━━━ Listed records
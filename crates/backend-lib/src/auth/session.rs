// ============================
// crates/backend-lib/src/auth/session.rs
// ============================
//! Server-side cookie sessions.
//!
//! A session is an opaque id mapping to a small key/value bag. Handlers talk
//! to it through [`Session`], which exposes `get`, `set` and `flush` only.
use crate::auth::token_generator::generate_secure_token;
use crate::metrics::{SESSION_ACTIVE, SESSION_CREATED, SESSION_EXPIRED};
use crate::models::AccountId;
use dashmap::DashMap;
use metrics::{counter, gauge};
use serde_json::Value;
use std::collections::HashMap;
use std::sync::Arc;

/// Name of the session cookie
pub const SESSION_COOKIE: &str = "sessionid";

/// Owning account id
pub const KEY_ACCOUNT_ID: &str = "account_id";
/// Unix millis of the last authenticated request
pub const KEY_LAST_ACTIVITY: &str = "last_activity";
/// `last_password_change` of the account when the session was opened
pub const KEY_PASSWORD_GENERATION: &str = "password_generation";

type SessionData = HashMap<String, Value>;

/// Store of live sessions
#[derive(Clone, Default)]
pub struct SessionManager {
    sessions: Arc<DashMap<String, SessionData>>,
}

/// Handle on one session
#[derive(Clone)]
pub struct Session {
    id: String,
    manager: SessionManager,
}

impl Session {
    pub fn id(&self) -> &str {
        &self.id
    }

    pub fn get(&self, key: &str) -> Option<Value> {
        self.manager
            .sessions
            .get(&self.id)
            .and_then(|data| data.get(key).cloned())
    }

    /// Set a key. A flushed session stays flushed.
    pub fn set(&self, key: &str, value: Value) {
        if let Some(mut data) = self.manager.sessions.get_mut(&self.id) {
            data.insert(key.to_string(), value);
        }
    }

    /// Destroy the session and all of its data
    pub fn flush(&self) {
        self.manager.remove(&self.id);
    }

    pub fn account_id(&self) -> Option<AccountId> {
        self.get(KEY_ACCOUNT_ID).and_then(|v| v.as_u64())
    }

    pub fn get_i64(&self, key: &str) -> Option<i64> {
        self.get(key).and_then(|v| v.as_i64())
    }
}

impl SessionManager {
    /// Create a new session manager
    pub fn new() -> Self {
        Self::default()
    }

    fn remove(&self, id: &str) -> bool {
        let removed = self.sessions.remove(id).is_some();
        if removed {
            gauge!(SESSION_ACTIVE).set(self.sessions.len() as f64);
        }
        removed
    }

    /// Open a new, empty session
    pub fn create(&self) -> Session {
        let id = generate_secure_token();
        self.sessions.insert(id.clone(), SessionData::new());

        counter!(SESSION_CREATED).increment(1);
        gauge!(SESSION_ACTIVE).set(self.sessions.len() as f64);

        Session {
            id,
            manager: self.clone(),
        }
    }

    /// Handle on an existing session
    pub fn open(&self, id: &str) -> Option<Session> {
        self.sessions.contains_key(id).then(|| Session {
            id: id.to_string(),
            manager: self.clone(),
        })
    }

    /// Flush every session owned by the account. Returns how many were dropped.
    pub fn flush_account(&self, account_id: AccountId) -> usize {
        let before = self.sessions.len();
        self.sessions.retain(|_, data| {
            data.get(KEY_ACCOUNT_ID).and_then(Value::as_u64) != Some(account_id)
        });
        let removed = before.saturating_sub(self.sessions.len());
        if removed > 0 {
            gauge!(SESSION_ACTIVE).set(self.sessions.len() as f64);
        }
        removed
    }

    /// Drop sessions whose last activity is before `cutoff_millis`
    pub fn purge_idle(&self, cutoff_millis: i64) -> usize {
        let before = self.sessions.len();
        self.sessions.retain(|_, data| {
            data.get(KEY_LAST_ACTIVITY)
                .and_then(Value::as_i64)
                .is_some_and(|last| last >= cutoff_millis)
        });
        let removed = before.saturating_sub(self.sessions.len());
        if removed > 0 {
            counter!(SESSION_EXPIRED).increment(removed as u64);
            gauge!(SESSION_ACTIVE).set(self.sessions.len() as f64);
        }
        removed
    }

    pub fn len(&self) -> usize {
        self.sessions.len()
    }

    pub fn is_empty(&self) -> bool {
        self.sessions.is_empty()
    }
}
━━━━━━
━━━ Listed records
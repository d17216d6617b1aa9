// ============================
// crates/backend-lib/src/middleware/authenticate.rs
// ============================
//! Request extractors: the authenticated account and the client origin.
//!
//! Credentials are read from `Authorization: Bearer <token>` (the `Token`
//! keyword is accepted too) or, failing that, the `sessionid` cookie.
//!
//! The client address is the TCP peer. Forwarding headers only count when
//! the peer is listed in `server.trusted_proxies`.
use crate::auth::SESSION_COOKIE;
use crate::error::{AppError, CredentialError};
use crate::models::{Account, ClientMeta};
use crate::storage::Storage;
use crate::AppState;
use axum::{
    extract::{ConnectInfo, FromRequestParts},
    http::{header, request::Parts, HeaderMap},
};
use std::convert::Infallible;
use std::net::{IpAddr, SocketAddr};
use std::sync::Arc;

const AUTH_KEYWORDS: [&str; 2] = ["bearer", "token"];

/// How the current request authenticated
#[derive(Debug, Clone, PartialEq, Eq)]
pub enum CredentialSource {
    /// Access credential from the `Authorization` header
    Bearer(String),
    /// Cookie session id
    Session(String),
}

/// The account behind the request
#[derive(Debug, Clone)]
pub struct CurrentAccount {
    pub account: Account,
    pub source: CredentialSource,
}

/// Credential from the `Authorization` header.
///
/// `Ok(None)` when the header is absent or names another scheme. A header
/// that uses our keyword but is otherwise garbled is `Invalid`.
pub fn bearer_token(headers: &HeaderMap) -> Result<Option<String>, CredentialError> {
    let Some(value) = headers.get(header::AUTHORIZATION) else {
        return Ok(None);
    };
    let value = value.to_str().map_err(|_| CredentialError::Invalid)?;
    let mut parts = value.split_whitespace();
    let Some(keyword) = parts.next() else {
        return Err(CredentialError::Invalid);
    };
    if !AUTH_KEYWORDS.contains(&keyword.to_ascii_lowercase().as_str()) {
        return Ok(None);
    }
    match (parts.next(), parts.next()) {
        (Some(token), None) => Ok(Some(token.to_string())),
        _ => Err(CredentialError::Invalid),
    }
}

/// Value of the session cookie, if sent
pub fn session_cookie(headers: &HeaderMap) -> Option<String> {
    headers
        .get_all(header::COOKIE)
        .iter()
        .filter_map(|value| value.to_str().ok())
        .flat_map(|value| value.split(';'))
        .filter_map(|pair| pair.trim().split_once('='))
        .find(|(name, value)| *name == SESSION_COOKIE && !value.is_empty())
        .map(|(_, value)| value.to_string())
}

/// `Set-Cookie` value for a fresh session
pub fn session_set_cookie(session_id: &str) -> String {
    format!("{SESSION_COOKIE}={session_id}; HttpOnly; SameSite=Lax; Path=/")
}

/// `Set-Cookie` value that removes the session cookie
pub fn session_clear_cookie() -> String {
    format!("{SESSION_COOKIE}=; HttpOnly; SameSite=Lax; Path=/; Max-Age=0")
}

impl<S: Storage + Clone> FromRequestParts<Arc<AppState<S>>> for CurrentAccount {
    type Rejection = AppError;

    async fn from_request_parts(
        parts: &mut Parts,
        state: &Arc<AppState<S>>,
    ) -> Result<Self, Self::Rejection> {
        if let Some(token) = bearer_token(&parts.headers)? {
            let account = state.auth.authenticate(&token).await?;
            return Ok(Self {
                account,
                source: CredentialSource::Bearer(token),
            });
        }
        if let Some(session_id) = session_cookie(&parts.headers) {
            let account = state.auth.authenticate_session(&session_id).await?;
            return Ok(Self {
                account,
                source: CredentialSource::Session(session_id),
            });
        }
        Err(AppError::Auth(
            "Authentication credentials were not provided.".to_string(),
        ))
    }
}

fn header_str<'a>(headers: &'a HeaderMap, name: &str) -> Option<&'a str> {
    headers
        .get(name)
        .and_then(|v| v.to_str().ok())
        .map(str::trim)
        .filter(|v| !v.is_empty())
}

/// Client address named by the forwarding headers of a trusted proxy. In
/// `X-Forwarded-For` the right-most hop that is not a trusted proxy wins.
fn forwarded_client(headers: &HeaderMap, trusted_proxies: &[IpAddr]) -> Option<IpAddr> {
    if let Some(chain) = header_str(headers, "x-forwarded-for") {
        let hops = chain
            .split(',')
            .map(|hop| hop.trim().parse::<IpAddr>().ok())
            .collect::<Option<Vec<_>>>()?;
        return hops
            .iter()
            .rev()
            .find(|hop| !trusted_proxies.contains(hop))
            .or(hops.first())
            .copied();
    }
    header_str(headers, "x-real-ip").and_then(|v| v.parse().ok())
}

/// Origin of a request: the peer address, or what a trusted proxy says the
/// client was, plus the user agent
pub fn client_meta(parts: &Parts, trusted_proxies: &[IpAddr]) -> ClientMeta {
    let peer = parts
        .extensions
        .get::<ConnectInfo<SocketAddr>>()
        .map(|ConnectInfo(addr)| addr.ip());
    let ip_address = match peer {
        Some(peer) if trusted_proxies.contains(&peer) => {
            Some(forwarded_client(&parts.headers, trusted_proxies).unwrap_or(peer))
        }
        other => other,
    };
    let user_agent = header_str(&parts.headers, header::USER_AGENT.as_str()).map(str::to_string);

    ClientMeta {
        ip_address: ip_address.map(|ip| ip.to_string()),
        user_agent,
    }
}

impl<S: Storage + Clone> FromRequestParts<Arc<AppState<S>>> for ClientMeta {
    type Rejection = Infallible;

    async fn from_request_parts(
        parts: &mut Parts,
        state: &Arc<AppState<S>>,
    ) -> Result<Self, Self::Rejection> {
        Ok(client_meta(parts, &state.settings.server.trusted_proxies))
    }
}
━━━━━━
━━━ Listed records
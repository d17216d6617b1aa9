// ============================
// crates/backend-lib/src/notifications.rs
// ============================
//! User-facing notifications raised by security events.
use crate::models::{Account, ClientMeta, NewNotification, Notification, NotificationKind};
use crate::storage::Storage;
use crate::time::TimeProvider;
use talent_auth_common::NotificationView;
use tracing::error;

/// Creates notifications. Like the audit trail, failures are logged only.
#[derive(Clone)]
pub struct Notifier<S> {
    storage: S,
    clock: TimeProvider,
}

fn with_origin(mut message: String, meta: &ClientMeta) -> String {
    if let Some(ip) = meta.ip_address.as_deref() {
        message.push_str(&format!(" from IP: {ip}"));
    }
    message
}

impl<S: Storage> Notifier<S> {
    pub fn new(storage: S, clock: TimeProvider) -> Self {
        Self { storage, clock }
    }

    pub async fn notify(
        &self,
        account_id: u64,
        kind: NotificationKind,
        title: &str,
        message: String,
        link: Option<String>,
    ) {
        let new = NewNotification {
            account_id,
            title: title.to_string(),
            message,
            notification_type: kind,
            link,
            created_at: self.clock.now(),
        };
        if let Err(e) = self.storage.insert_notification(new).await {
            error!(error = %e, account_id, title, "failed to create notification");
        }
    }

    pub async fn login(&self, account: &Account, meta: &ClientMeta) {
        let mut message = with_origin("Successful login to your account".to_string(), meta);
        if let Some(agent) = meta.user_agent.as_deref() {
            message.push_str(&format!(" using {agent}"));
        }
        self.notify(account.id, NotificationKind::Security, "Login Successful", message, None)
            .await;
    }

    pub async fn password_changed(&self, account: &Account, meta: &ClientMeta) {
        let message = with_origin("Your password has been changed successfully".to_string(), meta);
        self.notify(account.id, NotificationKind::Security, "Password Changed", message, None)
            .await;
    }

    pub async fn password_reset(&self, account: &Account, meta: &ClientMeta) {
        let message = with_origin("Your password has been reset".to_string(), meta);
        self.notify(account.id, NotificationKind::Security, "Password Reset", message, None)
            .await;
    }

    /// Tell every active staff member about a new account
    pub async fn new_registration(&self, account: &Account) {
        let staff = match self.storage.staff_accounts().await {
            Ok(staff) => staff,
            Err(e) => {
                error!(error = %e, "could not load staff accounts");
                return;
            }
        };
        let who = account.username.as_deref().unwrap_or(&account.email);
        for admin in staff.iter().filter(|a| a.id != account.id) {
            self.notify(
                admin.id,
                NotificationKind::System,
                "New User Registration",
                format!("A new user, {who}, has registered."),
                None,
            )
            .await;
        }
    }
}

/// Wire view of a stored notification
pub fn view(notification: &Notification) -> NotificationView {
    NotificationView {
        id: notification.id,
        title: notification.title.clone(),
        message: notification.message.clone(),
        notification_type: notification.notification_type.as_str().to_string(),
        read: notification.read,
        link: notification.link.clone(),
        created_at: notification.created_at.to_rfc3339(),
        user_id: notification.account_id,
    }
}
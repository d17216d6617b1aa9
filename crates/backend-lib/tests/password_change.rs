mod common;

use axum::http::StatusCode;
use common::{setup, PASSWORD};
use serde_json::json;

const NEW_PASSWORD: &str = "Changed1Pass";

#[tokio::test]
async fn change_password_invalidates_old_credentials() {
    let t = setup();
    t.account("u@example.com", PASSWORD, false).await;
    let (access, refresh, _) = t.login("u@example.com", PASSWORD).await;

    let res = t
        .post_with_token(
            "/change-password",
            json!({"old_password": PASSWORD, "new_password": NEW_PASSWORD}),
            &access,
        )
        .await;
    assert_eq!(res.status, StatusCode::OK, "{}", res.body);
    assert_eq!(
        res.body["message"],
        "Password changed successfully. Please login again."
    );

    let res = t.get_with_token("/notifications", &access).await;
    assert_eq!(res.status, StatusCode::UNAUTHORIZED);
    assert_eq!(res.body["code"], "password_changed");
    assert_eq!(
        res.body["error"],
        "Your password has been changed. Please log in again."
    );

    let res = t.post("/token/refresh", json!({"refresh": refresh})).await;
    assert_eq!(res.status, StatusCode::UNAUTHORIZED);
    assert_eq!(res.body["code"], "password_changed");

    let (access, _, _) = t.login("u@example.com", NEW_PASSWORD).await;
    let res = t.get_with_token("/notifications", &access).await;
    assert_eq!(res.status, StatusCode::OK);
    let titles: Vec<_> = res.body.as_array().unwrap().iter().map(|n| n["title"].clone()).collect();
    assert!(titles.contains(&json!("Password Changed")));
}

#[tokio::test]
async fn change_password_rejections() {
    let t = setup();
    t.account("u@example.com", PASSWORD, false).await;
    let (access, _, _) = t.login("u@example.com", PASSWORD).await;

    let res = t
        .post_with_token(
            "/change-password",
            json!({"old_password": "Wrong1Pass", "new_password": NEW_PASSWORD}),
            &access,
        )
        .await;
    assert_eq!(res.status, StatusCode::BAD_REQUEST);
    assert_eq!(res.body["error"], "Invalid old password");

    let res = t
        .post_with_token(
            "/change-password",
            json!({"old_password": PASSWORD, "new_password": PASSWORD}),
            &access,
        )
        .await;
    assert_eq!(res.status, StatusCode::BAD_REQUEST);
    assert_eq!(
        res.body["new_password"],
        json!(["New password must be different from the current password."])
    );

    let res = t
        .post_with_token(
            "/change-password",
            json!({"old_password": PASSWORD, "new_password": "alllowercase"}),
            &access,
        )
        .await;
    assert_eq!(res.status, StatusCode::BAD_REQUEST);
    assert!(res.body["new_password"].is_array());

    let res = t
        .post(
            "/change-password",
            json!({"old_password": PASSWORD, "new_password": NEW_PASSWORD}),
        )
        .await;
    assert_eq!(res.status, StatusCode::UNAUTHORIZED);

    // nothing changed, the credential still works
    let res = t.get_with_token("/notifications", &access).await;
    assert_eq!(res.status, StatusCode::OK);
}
━━━━━━
## Assignment
Return, word for word, the lines of the data above from the line with "filename crates/backend-lib/src/auth/session.rs" through the line with "pub fn flush(&self)", inclusive.

## Reply to the exercise
filename crates/backend-lib/src/auth/session.rs
// ============================
// crates/backend-lib/src/auth/session.rs
// ============================
//! Server-side cookie sessions.
//!
//! A session is an opaque id mapping to a small key/value bag. Handlers talk
//! to it through [`Session`], which exposes `get`, `set` and `flush` only.
use crate::auth::token_generator::generate_secure_token;
use crate::metrics::{SESSION_ACTIVE, SESSION_CREATED, SESSION_EXPIRED};
use crate::models::AccountId;
use dashmap::DashMap;
use metrics::{counter, gauge};
use serde_json::Value;
use std::collections::HashMap;
use std::sync::Arc;

/// Name of the session cookie
pub const SESSION_COOKIE: &str = "sessionid";

/// Owning account id
pub const KEY_ACCOUNT_ID: &str = "account_id";
/// Unix millis of the last authenticated request
pub const KEY_LAST_ACTIVITY: &str = "last_activity";
/// `last_password_change` of the account when the session was opened
pub const KEY_PASSWORD_GENERATION: &str = "password_generation";

type SessionData = HashMap<String, Value>;

/// Store of live sessions
#[derive(Clone, Default)]
pub struct SessionManager {
    sessions: Arc<DashMap<String, SessionData>>,
}

/// Handle on one session
#[derive(Clone)]
pub struct Session {
    id: String,
    manager: SessionManager,
}

impl Session {
    pub fn id(&self) -> &str {
        &self.id
    }

    pub fn get(&self, key: &str) -> Option<Value> {
        self.manager
            .sessions
            .get(&self.id)
            .and_then(|data| data.get(key).cloned())
    }

    /// Set a key. A flushed session stays flushed.
    pub fn set(&self, key: &str, value: Value) {
        if let Some(mut data) = self.manager.sessions.get_mut(&self.id) {
            data.insert(key.to_string(), value);
        }
    }

    /// Destroy the session and all of its data
    pub fn flush(&self) {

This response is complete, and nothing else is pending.